Накануне Господина. Сотрясая рамки - Славой Жижек
Шрифт:
Интервал:
Закладка:
Миньоло полагается здесь на слишком наивное различие между проблемой и решением: хотя «идентификация проблемы не означает, что есть только одно ее решение»; если и есть что-то, о чем мы действительно знаем из истории, так это то, что существует только одна идентификация проблемы. Когда мы сталкиваемся с проблемой (вроде глобального экономического кризиса), мы получаем множество описаний того, в чем истоки проблемы, каковы ее причины (как сказали бы сторонники постмодернизма, мы получаем «множество нарративов»): слишком много государственного регулирования, недостаточно государственного регулирования, моральные истоки кризиса, слишком большая власть финансового капитала, капитализм как таковой и т. п. Эти различные идентификации проблемы образуют диалектическое единство с предлагаемыми решениями, или можно даже сказать, что проблема заведомо идентифицируется с точки зрения предлагаемого/воображаемого ее решения. Коммунизм поэтому – это вовсе не одно из решений, но прежде всего особая идентификация проблемы, как она видится коммунистам. Идентификация проблемы у Миньоло, так же как его определение общих целей, разделяемых всеми предлагаемыми решениями, есть доказательство его ограниченности и как таковое заслуживает внимательного отношения: общая цель – «возможность гармонии, где важнее всего будет полнота жизни»; проблема – «необходимость войн; успех и состязательность, порождающие коррупцию и эгоизм, развитие и смерть». Его цель – гармония, полнота жизни – вот настоящая Абстрактная Универсалия, какая только может быть, пустой контейнер, который может означать много несовместимых вещей (в зависимости от того, как мы понимаем полноту жизни и гармонию). Можно еще съязвить, сказав, что многие антикапиталистические движения достигли больших успехов в «отмене успеха». Слишком поспешное уравнивание развития и смерти, так же как и абстрактное отбрасывание войны, коррупции и эгоизма, также являются бессмысленными абстракциями. И между прочим, абстрактное противопоставление войны и гармонии особенно подозрительно, потому что оно может быть также прочитано как призыв против ужесточения социальных антагонизмов, за мирную гармонию внутри общественного организма – и если мы будем двигаться в этом направлении, то пусть меня лучше назовут «левым фашистом», но я буду настаивать на освободительном потенциале борьбы.
То, что предлагает Миньоло, – это не выбор иной модели современности, а разновидность постмодернизма с его множественными путями преодоления европейской (капиталистической) современности. Против такого подхода необходимо решительно отстаивать европейское универсалистское наследие – в каком именно смысле? Некоторые индийские теоретики культуры жалуются на то, что необходимость использовать английский язык есть форма культурного империализма, подавляющего их подлинную идентичность.
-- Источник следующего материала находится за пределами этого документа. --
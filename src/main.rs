//! Interactive demo host and entry point.
//!
//! This module provides a thin reference host around the tagbox library: a
//! stdin-driven loop that translates typed commands into [`PickerEvent`]s,
//! executes the returned effects, and paints renders to stdout.
//!
//! # Architecture
//!
//! The host plays the role a browser shim or TUI would:
//!
//! ```text
//! ┌─────────────────────────┐
//! │  stdin commands         │  ← "type oa", "down", "enter", ...
//! └─────────────────────────┘
//!             │
//! ┌─────────────────────────┐
//! │  DemoHost               │  ← event mapping, timers, input mirror
//! │   └ PickerRegistry      │
//! │      └ Picker<Stdout…>  │  ← library layer
//! └─────────────────────────┘
//!             │
//! ┌─────────────────────────┐
//! │  stdout                 │  ← rendered regions, notices, effects
//! └─────────────────────────┘
//! ```
//!
//! # Timer Simulation
//!
//! The library never owns a clock, so the search debounce becomes a
//! recorded pending timer here. `tick` delivers it once its due time has
//! passed; `fire` delivers it immediately.
//!
//! # Commands
//!
//! - `type <text>`: Set the input text (schedules a search on selects)
//! - `enter` / `esc` / `up` / `down` / `backspace` / `selectall`
//! - `focus` / `blur`
//! - `choice <id>` / `item <id>`: Click a rendered choice or item
//! - `paste <text>`: Paste into the input
//! - `tick` / `fire`: Deliver the pending search timer
//! - `value` / `state`: Inspect the picker
//! - `help` / `quit`
//!
//! # Configuration
//!
//! Attributes come from `key=value` arguments:
//!
//! ```text
//! tagbox control_type=select-one max_items=3 trace_level=debug
//! ```

#![allow(clippy::multiple_crate_versions)]

use std::collections::BTreeMap;
use std::io::{self, BufRead, Write};

use tagbox::observability::init_tracing;
use tagbox::render::{ChoiceListView, ChoiceView, ItemListView};
use tagbox::{
    handle_event, Config, ControlId, ControlSpec, Effect, PickerEvent, PickerRegistry,
    SourceChoice, SourceGroup, Surface,
};

/// A search timer armed by the library, waiting for `tick` or `fire`.
struct PendingSearch {
    token: u64,
    due_at_ms: i64,
}

/// Paints rendered views as plain text.
struct StdoutSurface;

impl Surface for StdoutSurface {
    fn set_control_value(&mut self, value: &str) {
        println!("value: {value:?}");
    }

    fn render_choice_region(&mut self, view: &ChoiceListView) {
        println!("choices:");
        match view {
            ChoiceListView::Grouped { groups } => {
                for group in groups {
                    println!("  [{}]", group.label);
                    for choice in &group.choices {
                        print_choice(choice);
                    }
                }
            }
            ChoiceListView::Flat { choices } => {
                for choice in choices {
                    print_choice(choice);
                }
            }
            ChoiceListView::Placeholder { message, .. } => {
                println!("  ({message})");
            }
        }
    }

    fn render_item_region(&mut self, view: &ItemListView) {
        if view.items.is_empty() {
            println!("items: (none)");
            return;
        }
        println!("items:");
        for item in &view.items {
            let marker = if item.selected { " *" } else { "" };
            println!("  {:>2}: {}{marker}", item.id, item.label);
        }
    }

    fn set_highlight(&mut self, index: Option<usize>) {
        match index {
            Some(index) => println!("highlight: row {index}"),
            None => println!("highlight: none"),
        }
    }

    fn set_dropdown_open(&mut self, open: bool) {
        println!("dropdown: {}", if open { "open" } else { "closed" });
    }
}

fn print_choice(view: &ChoiceView) {
    let suffix = if view.disabled { " (disabled)" } else { "" };
    println!("  {:>2}: {}{suffix}", view.id, format_label(view));
}

/// Marks matched spans with brackets, so `oak` searched with `oa`
/// prints as `[oa]k`.
fn format_label(view: &ChoiceView) -> String {
    if view.highlight_ranges.is_empty() {
        return view.label.clone();
    }
    let mut out = String::new();
    for (i, ch) in view.label.chars().enumerate() {
        if view.highlight_ranges.iter().any(|&(start, _)| start == i) {
            out.push('[');
        }
        out.push(ch);
        if view.highlight_ranges.iter().any(|&(_, end)| end == i + 1) {
            out.push(']');
        }
    }
    out
}

/// Owns the registry, the host-side input mirror, and the simulated timer.
struct DemoHost {
    registry: PickerRegistry<StdoutSurface>,
    control: ControlId,
    input: String,
    pending_search: Option<PendingSearch>,
}

impl DemoHost {
    fn new(control: ControlId) -> Self {
        Self {
            registry: PickerRegistry::new(),
            control,
            input: String::new(),
            pending_search: None,
        }
    }

    fn enhance(&mut self, spec: &ControlSpec, config: Config) -> tagbox::Result<()> {
        let picker = self.registry.enhance(spec, config, StdoutSurface)?;
        picker.observe(Box::new(|notice| println!("notice: {:?}", notice.event)));
        Ok(())
    }

    /// Routes an event through the library and executes what comes back.
    fn dispatch(&mut self, event: &PickerEvent) {
        let effects = {
            let Some(picker) = self.registry.get_mut(&self.control) else {
                eprintln!("control {} is not enhanced", self.control);
                return;
            };
            match handle_event(picker, event) {
                Ok((needs_render, effects)) => {
                    if needs_render {
                        picker.render();
                    }
                    effects
                }
                Err(err) => {
                    tracing::error!(error = %err, "event handling failed");
                    Vec::new()
                }
            }
        };

        for effect in effects {
            self.execute_effect(effect);
        }
    }

    /// Performs one host-side effect.
    ///
    /// Arming a search timer replaces any previous one, matching the
    /// contract hosts are expected to honor.
    fn execute_effect(&mut self, effect: Effect) {
        match effect {
            Effect::ScheduleSearch { token, delay_ms } => {
                let due_at_ms = chrono::Utc::now()
                    .timestamp_millis()
                    .saturating_add(i64::try_from(delay_ms).unwrap_or(i64::MAX));
                self.pending_search = Some(PendingSearch { token, due_at_ms });
                println!("(search timer armed: token {token}, {delay_ms}ms)");
            }
            Effect::ScrollToHighlight { index } => {
                println!("(scroll to row {index})");
            }
            Effect::ClearInput => {
                self.input.clear();
                println!("(input cleared)");
            }
            Effect::SetInput { value } => {
                println!("(input set to {value:?})");
                self.input = value;
            }
        }
    }

    /// Delivers the pending timer if its due time has passed.
    fn tick(&mut self) {
        let Some(pending) = self.pending_search.take() else {
            println!("(no timer armed)");
            return;
        };
        if chrono::Utc::now().timestamp_millis() < pending.due_at_ms {
            println!("(timer not due yet, try 'fire')");
            self.pending_search = Some(pending);
            return;
        }
        self.dispatch(&PickerEvent::SearchTimerFired {
            token: pending.token,
        });
    }

    /// Delivers the pending timer regardless of its due time.
    fn fire(&mut self) {
        let Some(pending) = self.pending_search.take() else {
            println!("(no timer armed)");
            return;
        };
        self.dispatch(&PickerEvent::SearchTimerFired {
            token: pending.token,
        });
    }

    fn show_state(&self) {
        let Some(picker) = self.registry.get(&self.control) else {
            return;
        };
        let state = picker.state();
        println!("items: {:?}", state.item_values());
        println!("active choices: {}", state.active_choices().len());
        println!("search: {:?}", picker.search);
        println!("highlight: {:?}", picker.highlight);
        println!("input: {:?}", self.input);
    }

    /// Handles one command line; returns false to quit.
    fn handle_line(&mut self, line: &str) -> bool {
        let (command, rest) = line.split_once(' ').unwrap_or((line, ""));
        let rest = rest.trim();

        match command {
            "" => {}
            "type" => {
                self.input = rest.to_string();
                self.dispatch(&PickerEvent::ValueInput {
                    value: rest.to_string(),
                });
            }
            "enter" => self.dispatch(&PickerEvent::EnterPressed),
            "esc" => self.dispatch(&PickerEvent::EscapePressed),
            "up" => self.dispatch(&PickerEvent::ArrowUp),
            "down" => self.dispatch(&PickerEvent::ArrowDown),
            "backspace" => self.dispatch(&PickerEvent::BackspacePressed),
            "selectall" => self.dispatch(&PickerEvent::SelectAllPressed),
            "focus" => self.dispatch(&PickerEvent::Focused),
            "blur" => self.dispatch(&PickerEvent::Blurred),
            "choice" => match rest.parse::<u64>() {
                Ok(choice_id) => self.dispatch(&PickerEvent::ChoiceClicked { choice_id }),
                Err(_) => println!("usage: choice <id>"),
            },
            "item" => match rest.parse::<u64>() {
                Ok(item_id) => self.dispatch(&PickerEvent::ItemClicked { item_id }),
                Err(_) => println!("usage: item <id>"),
            },
            "paste" => self.dispatch(&PickerEvent::Pasted {
                text: rest.to_string(),
            }),
            "tick" => self.tick(),
            "fire" => self.fire(),
            "value" => {
                if let Some(picker) = self.registry.get(&self.control) {
                    println!("{}", picker.value());
                }
            }
            "state" => self.show_state(),
            "help" => print_help(),
            "quit" | "exit" => return false,
            other => println!("unknown command {other:?}, try 'help'"),
        }
        true
    }

    fn run(&mut self) -> tagbox::Result<()> {
        println!("tagbox demo - 'help' lists commands");
        prompt()?;

        let stdin = io::stdin();
        for line in stdin.lock().lines() {
            let line = line?;
            if !self.handle_line(line.trim()) {
                break;
            }
            prompt()?;
        }
        Ok(())
    }
}

fn prompt() -> io::Result<()> {
    print!("> ");
    io::stdout().flush()
}

fn print_help() {
    println!("commands:");
    println!("  type <text>     set the input text");
    println!("  enter/esc/up/down/backspace/selectall");
    println!("  focus/blur      focus lifecycle");
    println!("  choice <id>     click a choice");
    println!("  item <id>       click an item");
    println!("  paste <text>    paste into the input");
    println!("  tick/fire       deliver the pending search timer");
    println!("  value/state     inspect the picker");
    println!("  quit");
}

fn demo_spec(control_type: String) -> ControlSpec {
    ControlSpec::new(
        "demo".to_string(),
        control_type,
        vec![
            SourceGroup::new(
                "Broadleaf",
                vec![
                    SourceChoice::new("oak"),
                    SourceChoice::new("elm"),
                    SourceChoice::labeled("beech", "Common Beech"),
                ],
            ),
            SourceGroup::new(
                "Conifer",
                vec![SourceChoice::new("fir"), SourceChoice::new("yew")],
            ),
        ],
        vec![SourceChoice::new("bamboo")],
    )
}

fn main() -> tagbox::Result<()> {
    let attributes: BTreeMap<String, String> = std::env::args()
        .skip(1)
        .filter_map(|arg| {
            arg.split_once('=')
                .map(|(key, value)| (key.to_string(), value.to_string()))
        })
        .collect();

    let config = Config::from_attributes(&attributes);
    init_tracing(&config);

    let control_type = attributes
        .get("control_type")
        .cloned()
        .unwrap_or_else(|| "select-multiple".to_string());
    tracing::debug!(control_type = %control_type, "starting demo host");

    let spec = demo_spec(control_type);
    let mut host = DemoHost::new(ControlId::new(spec.control_id.clone()));
    host.enhance(&spec, config)?;

    host.run()
}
При этом они не видят, что именно это навязывание английского – иностранного языка – создало то самое Х, что им «подавляется», потому что подавляется тут вовсе не реально существующая доколониальная Индия, а подлинная мечта о новой универсалистской и демократической Индии. «Примирение» означает в этом случае примирение с английским языком, с которым нужно смириться не только как с препятствием на пути к новой Индии, от которого следовало бы избавиться ради какого-нибудь местного языка, но как с создающим новые возможности средством, позитивным условием освобождения. Ведь подлинная победа над колонизацией – не в возврате к какой-то доколониальной аутентичной сущности и тем более не в каком-то «синтезе» между современной цивилизацией и древними истоками, но, как это ни парадоксально, в полностью реализованной утрате этих древних истоков. Другими словами, колониализм оказывается преодоленным не тогда, когда отменяется внедрение английского языка как инструмента общения, а тогда, когда колонизаторы оказываются, как это не раз бывало, побиты в их собственной игре – когда новая индийская идентичность без всяких усилий высказывается по-английски, то есть когда английский язык «денатурализуется», теряет свою привилегированную связь с «урожденными» англо-саксонскими носителями языка.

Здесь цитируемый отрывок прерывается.